You missed the part where I said I got a job, producing code which made someone else money, after only a semester of C having never done any programming before.

The other examples were there to give credence to the fact that you can learn vast amounts in a semester.

Also you missed the bit where I trained people in 4 weeks who had never programmed before how to hand write SQL queries on the linux command line.

There were 2 out of a class of 16 whom I would be comfortable recommending as junior DBA or reporting type folks.

"Too early" depends on the industry. In neurosurgery you need an undergrad degree, then a postgrad degree in medicine, then 4 years as an intern, and blah blah (it's been a while since I watched "Scrubs" :) but for programming, particularly writing web based C.R.U.D apps, deploying Wordpress sites, maintaining existing projects, or writing internal tools for business automation, you can basically start as soon as you understand the basics of programming.

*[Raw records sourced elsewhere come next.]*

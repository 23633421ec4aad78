use std::{ffi::OsString, time::Duration};

use chrono::{DateTime, Utc};
use clap::{CommandFactory, Parser};
use tracing_subscriber::EnvFilter;

use client::PrometheusClient;
use config::{Config, TargetsMode, DEFAULT_QUERY, DEFAULT_URL};
use parse::parse_duration_arg;
use runner::QueryRunner;

mod client;
mod config;
mod error;
mod parse;
mod prometheus;
mod runner;
mod series;

#[tokio::main]
async fn main() -> color_eyre::Result<()> {
    color_eyre::install()?;

    if std::env::args_os().len() <= 1 {
        Cli::command().print_help()?;
        return Ok(());
    }
    let args = Cli::parse_from(normalize_args(std::env::args_os()));
    init_tracing();

    let config = Config::from_cli(&args, Utc::now())?;
    let api = PrometheusClient::new(&config)?;
    QueryRunner::new(api, std::io::stdout()).run(&config).await?;
    Ok(())
}

fn init_tracing() {
    let env_filter = EnvFilter::try_from_default_env().unwrap_or_else(|_| EnvFilter::new("info"));
    tracing_subscriber::fmt()
        .with_env_filter(env_filter)
        .with_writer(std::io::stderr)
        .with_target(false)
        .init();
}

/// Rewrites single-dash long flags (`-url X`, `-step=30s`) to their `--` form so the
/// Go-style spelling keeps working. Short flags and values are left alone.
fn normalize_args<I: IntoIterator<Item = OsString>>(args: I) -> Vec<OsString> {
    let command = Cli::command();
    let longs: Vec<&str> = command
        .get_arguments()
        .filter_map(|arg| arg.get_long())
        .collect();
    args.into_iter()
        .map(|arg| match arg.to_str() {
            Some(flag) if is_single_dash_long(flag, &longs) => OsString::from(format!("-{flag}")),
            _ => arg,
        })
        .collect()
}

fn is_single_dash_long(arg: &str, longs: &[&str]) -> bool {
    let Some(rest) = arg.strip_prefix('-') else {
        return false;
    };
    if rest.starts_with('-') {
        return false;
    }
    let name = rest.split_once('=').map_or(rest, |(name, _)| name);
    longs.contains(&name)
}

/// Run a single range query against a Prometheus server and print the result.
#[derive(Parser, Debug)]
#[command(
    author,
    version,
    after_help = "Long flags also accept a single dash, e.g. -url http://localhost:9090 -step 30s"
)]
pub struct Cli {
    /// URL for prometheus connection
    #[arg(short, long, default_value = DEFAULT_URL)]
    url: String,

    /// Skip TLS certificate verification
    #[arg(short = 'k', long)]
    insecure: bool,

    /// Query window in minutes, ending now
    #[arg(short, long, default_value_t = 30)]
    duration: u32,

    /// Query resolution step, e.g. 30s, 1m, 1h30m
    #[arg(short, long, default_value = "1m")]
    step: String,

    /// Value sent verbatim in the Authorization header
    #[arg(short, long)]
    token: Option<String>,

    /// PromQL expression to evaluate
    #[arg(short, long, default_value = DEFAULT_QUERY)]
    query: String,

    /// Fixed window start (RFC 3339), overrides --duration
    #[arg(long, requires = "end")]
    start: Option<DateTime<Utc>>,

    /// Fixed window end (RFC 3339), overrides --duration
    #[arg(long, requires = "start")]
    end: Option<DateTime<Utc>>,

    /// Whether to list monitored targets before querying
    #[arg(long, value_enum, default_value_t = TargetsMode::Skip)]
    targets: TargetsMode,

    /// Convert every series of the result instead of only the first
    #[arg(long)]
    all_series: bool,

    /// Timeout for each request
    #[arg(long, default_value = "2m", value_parser = parse_duration_arg)]
    timeout: Duration,
}

#[cfg(test)]
mod test {
    use super::*;

    #[test]
    fn verify_cli() {
        Cli::command().debug_assert();
    }

    #[test]
    fn short_flags() {
        let args = Cli::parse_from([
            "query-range",
            "-u",
            "https://prom:9090",
            "-k",
            "-d",
            "5",
            "-s",
            "30s",
            "-t",
            "secret",
        ]);
        assert_eq!(args.url, "https://prom:9090");
        assert!(args.insecure);
        assert_eq!(args.duration, 5);
        assert_eq!(args.step, "30s");
        assert_eq!(args.token.as_deref(), Some("secret"));
    }

    fn parse_normalized(args: &[&str]) -> Cli {
        Cli::parse_from(normalize_args(args.iter().map(OsString::from)))
    }

    #[test]
    fn go_style_flags() {
        let args = parse_normalized(&[
            "query-range",
            "-url",
            "http://localhost:9091",
            "-insecure",
            "-duration",
            "15",
            "-step=30s",
            "-token",
            "secret",
        ]);
        assert_eq!(args.url, "http://localhost:9091");
        assert!(args.insecure);
        assert_eq!(args.duration, 15);
        assert_eq!(args.step, "30s");
        assert_eq!(args.token.as_deref(), Some("secret"));
    }

    #[test]
    fn normalizing_leaves_short_flags_and_values_alone() {
        let args: Vec<OsString> = ["query-range", "-s", "-url", "-d", "5", "--query", "-up"]
            .iter()
            .map(OsString::from)
            .collect();
        let normalized = normalize_args(args);
        assert_eq!(
            normalized,
            ["query-range", "-s", "--url", "-d", "5", "--query", "-up"]
                .iter()
                .map(OsString::from)
                .collect::<Vec<_>>()
        );
    }

    #[test]
    fn start_requires_end() {
        let res = Cli::try_parse_from(["query-range", "--start", "2019-05-14T00:00:00Z"]);
        assert!(res.is_err());
    }

    #[test]
    fn bad_timeout_is_rejected() {
        let res = Cli::try_parse_from(["query-range", "--timeout", "soon"]);
        assert!(res.is_err());
    }
}
use std::time::Duration;

use async_trait::async_trait;
use reqwest::{
    header::{HeaderMap, HeaderValue, ACCEPT, AUTHORIZATION},
    Client, Response, StatusCode, Url,
};
use serde::de::DeserializeOwned;
use tracing::debug;

use crate::{
    config::{Config, Range},
    error::{QueryRunnerError, Result},
    prometheus::{decode_body, ApiData, ApiError, QueryResult, TargetsResult},
};

const CONNECT_TIMEOUT: Duration = Duration::from_secs(10);

/// The two calls a run makes against the server.
#[async_trait]
pub trait Api: Send + Sync {
    async fn query_range(&self, query: &str, range: &Range) -> Result<ApiData<QueryResult>>;

    async fn targets(&self) -> Result<ApiData<TargetsResult>>;
}

#[derive(Debug, Clone)]
pub struct PrometheusClient {
    base: Url,
    client: Client,
}

impl PrometheusClient {
    pub fn new(config: &Config) -> Result<Self> {
        let base = parse_base_url(&config.url)?;
        let client =
            create_client(config).map_err(|e| QueryRunnerError::Connection(e.to_string()))?;
        Ok(PrometheusClient { base, client })
    }

    fn endpoint(&self, path: &str) -> Url {
        endpoint_url(&self.base, path)
    }

    async fn decode<T: DeserializeOwned>(
        response: Response,
    ) -> std::result::Result<ApiData<T>, String> {
        let status = response.status();
        let body = response.text().await.map_err(|e| e.to_string())?;
        decode_body(status, &body).map_err(|e: ApiError| e.to_string())
    }
}

#[async_trait]
impl Api for PrometheusClient {
    async fn query_range(&self, query: &str, range: &Range) -> Result<ApiData<QueryResult>> {
        let url = self.endpoint("api/v1/query_range");
        let params = range.query_params(query);
        let query_err = |e: reqwest::Error| QueryRunnerError::Query(e.to_string());

        let mut response = self
            .client
            .post(url.clone())
            .form(&params)
            .send()
            .await
            .map_err(query_err)?;
        if response.status() == StatusCode::METHOD_NOT_ALLOWED {
            debug!(%url, "POST not allowed, retrying as GET");
            response = self
                .client
                .get(url)
                .query(&params)
                .send()
                .await
                .map_err(query_err)?;
        }

        Self::decode(response).await.map_err(QueryRunnerError::Query)
    }

    async fn targets(&self) -> Result<ApiData<TargetsResult>> {
        let response = self
            .client
            .get(self.endpoint("api/v1/targets"))
            .send()
            .await
            .map_err(|e| QueryRunnerError::Targets(e.to_string()))?;
        Self::decode(response).await.map_err(QueryRunnerError::Targets)
    }
}

fn parse_base_url(url: &str) -> Result<Url> {
    let base = Url::parse(url)
        .map_err(|e| QueryRunnerError::Connection(format!("invalid url {url:?}: {e}")))?;
    match base.scheme() {
        "http" | "https" => Ok(base),
        scheme => Err(QueryRunnerError::Connection(format!(
            "unsupported scheme {scheme:?} in {url:?}"
        ))),
    }
}

/// Appends `path` to the base url's own path so servers mounted under a prefix work.
fn endpoint_url(base: &Url, path: &str) -> Url {
    let mut url = base.clone();
    let joined = format!(
        "{}/{}",
        base.path().trim_end_matches('/'),
        path.trim_start_matches('/')
    );
    url.set_path(&joined);
    url
}

pub fn create_client(config: &Config) -> std::result::Result<Client, ClientError> {
    let mut headers = HeaderMap::new();
    headers.append(ACCEPT, HeaderValue::from_static("application/json"));
    if let Some(token) = &config.auth_token {
        let mut value = HeaderValue::from_str(token).map_err(|_| ClientError::InvalidToken)?;
        value.set_sensitive(true);
        headers.insert(AUTHORIZATION, value);
    }
    let client = reqwest::ClientBuilder::new()
        .default_headers(headers)
        .danger_accept_invalid_certs(config.insecure_tls)
        .connect_timeout(CONNECT_TIMEOUT)
        .timeout(config.timeout);
    Ok(client.build()?)
}

#[derive(thiserror::Error, Debug)]
pub enum ClientError {
    #[error("token is not a valid header value")]
    InvalidToken,
    #[error(transparent)]
    Build(#[from] reqwest::Error),
}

Not every company in the world is a 4 person startup looking for "full stack unicorns" - there is a huge industry out there that can make use of people with a solid grounding in the principles of programming to product "merchantable" work with real value.


If Hackbright didn't have the capability to teach skills in a short period of time, we wouldn't have jobs, wouldn't have our own working apps, and certainly wouldn't be winning any prizes at hackathons.

Before the first program was half over, these two students won 2nd place: http://www.women2.com/two-student-programmers-build-their-1s...

Another example is the ESPNW event that took place before the second program was over: http://www.twilio.com/blog/2012/11/female-hackers-represent-...


You're also forgetting that they've got an application process.

It's not like they're taking random people off the street and claiming that they'll be competent programmers at the end of 10 weeks.

They are almost assuredly selecting people with the aptitude, interest, and determination to become a programmer, because, well, in the end, these programs are setup to turn out programmers who companies can hire. For example, I would be rather surprised if most the folks entering the program had never dabbled in programming.


Thanks for your feedback. This is not a boot camp. Have you ever committed 100% of your time to learning a new skill over a short period of time?


No, I believe learning a skill is an investment, which is why I take my time (sometimes years) and study for a long time before I even put pen to paper.

My latest learning exercise was postgresql. I've done a proper engineering evaluation on it which has taken a whole year, but i tell you, i know it inside out now. I am confident i can handle any edge case or problem. Can your 10 week old developers even handle a simple edge case failure efficiently? That's where the skills are important or there is a roadblock every 30 minutes in this industry.


I agree, to become an expert takes time (some say 10,000 hours). We don't claim to train people to be experts. Our students do not graduate knowing the solution to every edge case. They graduate with a strong foundation and confidence. They spend a lot of time learning how to learn - how to grow as a developer. The journey doesn't end with the end of the program. For many of our graduates, the end of the program is just the beginning (one graduate just wrote about this today: http://www.mercedescoyle.com/last-day-of-hackbright-first-da...). Our goal is to provide them with the skills they need to start a career in software development. So far, the majority of our graduates from the first batch (8 out of 8 seeking employment) have already started their new careers in software development.


What does a proper engineering evaluation entail?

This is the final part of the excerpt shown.